I wasn’t able to attend the Cinespia screening, but the hue and cry made me revisit the film on my own. It’s always surprising to recall that Billy Wilder, best known for such witty romps as The Apartment and Some Like It Hot, was the co-writer and director of Sunset Boulevard. It’s a tragic tale of desperation, delusion, and death, but it’s also at times mordantly funny, especially in its view of the life of a Hollywood screenwriter. Here’s William Holden’s Joe Gillis describing his failed career as a crafter of screenplays: "The last one I wrote was about Okies in the Dust Bowl. You'd never know, because when it reached the screen, the whole thing played on a torpedo boat."  And when a fresh-faced studio reader (Nancy Olson’s Betty) says to Joe, “I’'d always heard that you had some talent, "  he shoots back, “That was last year. This year I'm trying to make a living." 

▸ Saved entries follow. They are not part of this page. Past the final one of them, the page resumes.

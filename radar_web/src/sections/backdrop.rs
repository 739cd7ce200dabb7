use leptos::prelude::*;

/// Two slowly drifting gradient blobs behind the intake form.
#[component]
pub fn Backdrop() -> impl IntoView {
    view! {
        <div class="backdrop">
            <div class="blob blob-blue"></div>
            <div class="blob blob-purple"></div>
        </div>
    }
}
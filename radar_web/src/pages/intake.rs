// Intake page - company form and report submission
use chrono::Utc;
use leptos::ev::SubmitEvent;
use leptos::prelude::*;
use leptos::task::spawn_local;
use leptos_router::hooks::use_navigate;
use radar_core::client::HttpReportClient;
use radar_core::error::RadarError;
use radar_core::intake::{Handoff, IntakeForm, SubmitState, submit_report};
use tracing::debug;

use crate::browser;
use crate::context::AppContext;
use crate::sections::{Backdrop, PRODUCT_NAME, ProgressNotice, Spinner};

#[component]
pub fn IntakePage() -> impl IntoView {
    let ctx = expect_context::<AppContext>();
    let navigate = use_navigate();

    let company_name = RwSignal::new(String::new());
    let company_url = RwSignal::new(String::new());
    let industry = RwSignal::new(String::new());
    let region = RwSignal::new(String::new());
    let state = RwSignal::new(SubmitState::Idle);

    let loading = move || state.with(SubmitState::is_loading);
    let error = move || state.with(|s| s.error().map(str::to_string));

    let on_submit = move |ev: SubmitEvent| {
        ev.prevent_default();

        let form = IntakeForm {
            company_name: company_name.get_untracked(),
            company_url: company_url.get_untracked(),
            industry: industry.get_untracked(),
            region: region.get_untracked(),
        };
        if let Err(e) = form.validate() {
            debug!("form rejected: {}", e);
            state.update(|s| s.reject(&e));
            return;
        }
        if !state.try_update(SubmitState::begin).unwrap_or(false) {
            return;
        }

        let client = HttpReportClient::new(ctx.config.resolve_endpoint(&browser::page_origin()));
        debug!(endpoint = client.endpoint(), "submitting intake form");
        let store = ctx.store();
        let navigate = navigate.clone();
        spawn_local(async move {
            let outcome = submit_report(&form, &client, &store, Utc::now()).await;
            if let Some(path) = settle_submission(state, outcome) {
                navigate(&path, Default::default());
            }
        });
    };

    view! {
        <div class="intake-page">
            <Backdrop />
            <div class="intake-inner">
                <div class="intake-hero fade-in">
                    <h1 class="intake-title gradient-text">{PRODUCT_NAME}</h1>
                    <p class="intake-lead">"Enter any B2B company and get a live, AI-powered breakdown"</p>
                    <p class="intake-sub">
                        "Analyze their ads, content strategy, SEO, positioning, and recent moves, all in one report"
                    </p>
                </div>

                <form class="intake-form fade-in" on:submit=on_submit>
                    <div>
                        <label class="field-label" for="company-name">"Company Name *"</label>
                        <TextField id="company-name" value=company_name placeholder="e.g., HubSpot, Salesforce, Shopify" />
                    </div>
                    <div>
                        <label class="field-label" for="company-url">"Website URL (optional)"</label>
                        <TextField id="company-url" value=company_url placeholder="https://example.com" />
                    </div>
                    <div class="field-row">
                        <div>
                            <label class="field-label" for="industry">"Industry"</label>
                            <TextField id="industry" value=industry placeholder="e.g., SaaS, E-commerce" />
                        </div>
                        <div>
                            <label class="field-label" for="region">"Region"</label>
                            <TextField id="region" value=region placeholder="e.g., US, EU, Global" />
                        </div>
                    </div>

                    <Show when=move || error().is_some()>
                        <p class="form-error fade-in">{error}</p>
                    </Show>

                    <button type="submit" class="submit-btn" disabled=loading>
                        {move || if loading() {
                            view! {
                                <span class="btn-busy">
                                    <Spinner />
                                    "Analyzing Competitor..."
                                </span>
                            }.into_any()
                        } else {
                            "🚀 Generate AI Report".into_any()
                        }}
                    </button>
                </form>

                <Show when=loading>
                    <ProgressNotice />
                </Show>

                <p class="intake-footnote">"Powered by Perplexity AI • Real-time competitive intelligence"</p>
            </div>
        </div>
    }
}

/// Record a finished submission and return where to go next.
///
/// Returns `None` when the request failed, or when the page was unmounted
/// while it was in flight (its state signal is gone).
pub fn settle_submission(
    state: RwSignal<SubmitState>,
    outcome: Result<Handoff, RadarError>,
) -> Option<String> {
    state.try_update(|s| s.finish(&outcome))?;
    outcome.ok().map(|handoff| handoff.path)
}

#[component]
fn TextField(id: &'static str, value: RwSignal<String>, placeholder: &'static str) -> impl IntoView {
    view! {
        <input
            id=id
            class="field-input"
            type="text"
            placeholder=placeholder
            prop:value=move || value.get()
            on:input=move |ev| value.set(event_target_value(&ev))
        />
    }
}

Joe’s sardonic words are a prime encapsulation of what Hollywood writers go through. By my own day, though, one aspect of the story had changed forever. Joe and his colleagues work (when they work at all) for the big studios.  Yes, they’re at the beck and call of honchos like De Mille (who plays a featured role in the film), but such men have the ability to make things happen. Betty, a lowly reader who wants to move up in the screenwriting ranks, has a steady job and a pretty cushy office on the Paramount lot. And when an old star like Norma Desmond happens onto a set, it’s like a family reunion. Today’s Hollywood is a great deal more decentralized. The bigshot decision-makers come and go so quickly that few remember their names.  When a legend is ready for her close-up, it’s hard to think of anybody who’d have the courtesy to put her in the spotlight one last time.